— Exercise —
Of the entries below, copy only those lines that contain the word "persisted".

— Working data —
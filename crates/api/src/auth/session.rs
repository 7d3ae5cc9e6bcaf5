//! Server-side sessions and post-authentication issuance
//!
//! A successful code exchange (or legacy password check) yields three
//! credentials: an access token whose TTL depends on the client kind, a
//! persisted refresh token replacing any prior one for the user, and a
//! server-side session row backing the cookie strategy. Session cookies
//! carry the session id plus an HMAC signature so a tampered cookie never
//! reaches the store.

use hmac::{Hmac, Mac};
use sha2::Sha256;
use sqlx::PgPool;
use subtle::ConstantTimeEq;
use time::{Duration, OffsetDateTime};
use uuid::Uuid;

use super::jwt::{ClientKind, TokenIssuer};
use super::refresh::{mark_online, save_refresh_token};
use crate::error::{ApiError, ApiResult};
use crate::models::User;

type HmacSha256 = Hmac<Sha256>;

/// Server-side sessions match the refresh cookie max-age.
pub const SESSION_TTL: Duration = Duration::hours(24);

/// Signs and verifies session cookie values (`<uuid>.<hex hmac>`).
#[derive(Clone)]
pub struct SessionManager {
    mac: HmacSha256,
}

impl SessionManager {
    pub fn new(secret: &str) -> anyhow::Result<Self> {
        let mac = HmacSha256::new_from_slice(secret.as_bytes())
            .map_err(|e| anyhow::anyhow!("invalid session secret: {e}"))?;
        Ok(Self { mac })
    }

    fn signature(&self, session_id: Uuid) -> String {
        let mut mac = self.mac.clone();
        mac.update(session_id.as_bytes());
        hex::encode(mac.finalize().into_bytes())
    }

    /// Cookie value for a session id.
    pub fn cookie_value(&self, session_id: Uuid) -> String {
        format!("{}.{}", session_id, self.signature(session_id))
    }

    /// Parse and verify a cookie value. Returns the session id only when the
    /// signature checks out; comparison is constant-time.
    pub fn parse_cookie(&self, value: &str) -> Option<Uuid> {
        let (id_part, sig) = value.split_once('.')?;
        let session_id = Uuid::parse_str(id_part).ok()?;
        let expected = self.signature(session_id);
        let valid: bool = expected.as_bytes().ct_eq(sig.as_bytes()).into();
        valid.then_some(session_id)
    }
}

/// Create a session row, returning its id.
pub async fn create_session(pool: &PgPool, user_id: Uuid) -> Result<Uuid, sqlx::Error> {
    let session_id: Uuid = sqlx::query_scalar(
        "INSERT INTO sessions (user_id, expires_at) VALUES ($1, $2) RETURNING id",
    )
    .bind(user_id)
    .bind(OffsetDateTime::now_utc() + SESSION_TTL)
    .fetch_one(pool)
    .await?;

    Ok(session_id)
}

/// Resolve a live (unexpired) session to its user id.
pub async fn find_live_session_user(
    pool: &PgPool,
    session_id: Uuid,
) -> Result<Option<Uuid>, sqlx::Error> {
    sqlx::query_scalar("SELECT user_id FROM sessions WHERE id = $1 AND expires_at > NOW()")
        .bind(session_id)
        .fetch_optional(pool)
        .await
}

pub async fn delete_session(pool: &PgPool, session_id: Uuid) -> Result<(), sqlx::Error> {
    sqlx::query("DELETE FROM sessions WHERE id = $1")
        .bind(session_id)
        .execute(pool)
        .await?;

    Ok(())
}

/// Everything a freshly authenticated client receives.
#[derive(Debug)]
pub struct IssuedSession {
    pub user: User,
    pub access_token: String,
    pub refresh_token: String,
    pub session_id: Uuid,
}

/// Post-authentication issuance: access token (TTL by client kind), refresh
/// token persisted with replacement, session row, and mobile presence.
pub async fn issue_session(
    pool: &PgPool,
    issuer: &TokenIssuer,
    user: User,
    kind: ClientKind,
) -> ApiResult<IssuedSession> {
    let access_token = issuer
        .issue_access_token(user.id, kind.access_ttl())
        .map_err(|_| ApiError::Internal)?;
    let refresh_token = issuer
        .issue_refresh_token(user.id)
        .map_err(|_| ApiError::Internal)?;

    save_refresh_token(pool, user.id, &refresh_token).await?;
    let session_id = create_session(pool, user.id).await?;

    if kind.is_mobile() {
        mark_online(pool, user.id).await?;
    }

    tracing::info!(user_id = %user.id, client = ?kind, "Session issued");

    Ok(IssuedSession {
        user,
        access_token,
        refresh_token,
        session_id,
    })
}

#[cfg(test)]
mod tests {
    use super::*;

    fn manager() -> SessionManager {
        SessionManager::new("test-session-secret").unwrap()
    }

    #[test]
    fn cookie_round_trip() {
        let manager = manager();
        let session_id = Uuid::new_v4();

        let value = manager.cookie_value(session_id);
        assert_eq!(manager.parse_cookie(&value), Some(session_id));
    }

    #[test]
    fn tampered_signature_is_rejected() {
        let manager = manager();
        let value = manager.cookie_value(Uuid::new_v4());

        let mut tampered = value.clone();
        let last = if tampered.ends_with('0') { '1' } else { '0' };
        tampered.pop();
        tampered.push(last);

        assert_eq!(manager.parse_cookie(&tampered), None);
    }

    #[test]
    fn tampered_session_id_is_rejected() {
        let manager = manager();
        let value = manager.cookie_value(Uuid::new_v4());
        let sig = value.split_once('.').unwrap().1;

        let forged = format!("{}.{}", Uuid::new_v4(), sig);
        assert_eq!(manager.parse_cookie(&forged), None);
    }

    #[test]
    fn garbage_cookie_values_are_rejected() {
        let manager = manager();
        assert_eq!(manager.parse_cookie(""), None);
        assert_eq!(manager.parse_cookie("no-dot"), None);
        assert_eq!(manager.parse_cookie("not-a-uuid.abcdef"), None);
    }

    #[test]
    fn different_secrets_do_not_verify() {
        let a = manager();
        let b = SessionManager::new("another-session-secret").unwrap();

        let value = a.cookie_value(Uuid::new_v4());
        assert_eq!(b.parse_cookie(&value), None);
    }

    #[test]
    fn session_ttl_matches_refresh_cookie_max_age() {
        assert_eq!(SESSION_TTL, Duration::hours(24));
    }
}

— Result —
//! persisted refresh token replacing any prior one for the user, and a
/// token persisted with replacement, session row, and mobile presence.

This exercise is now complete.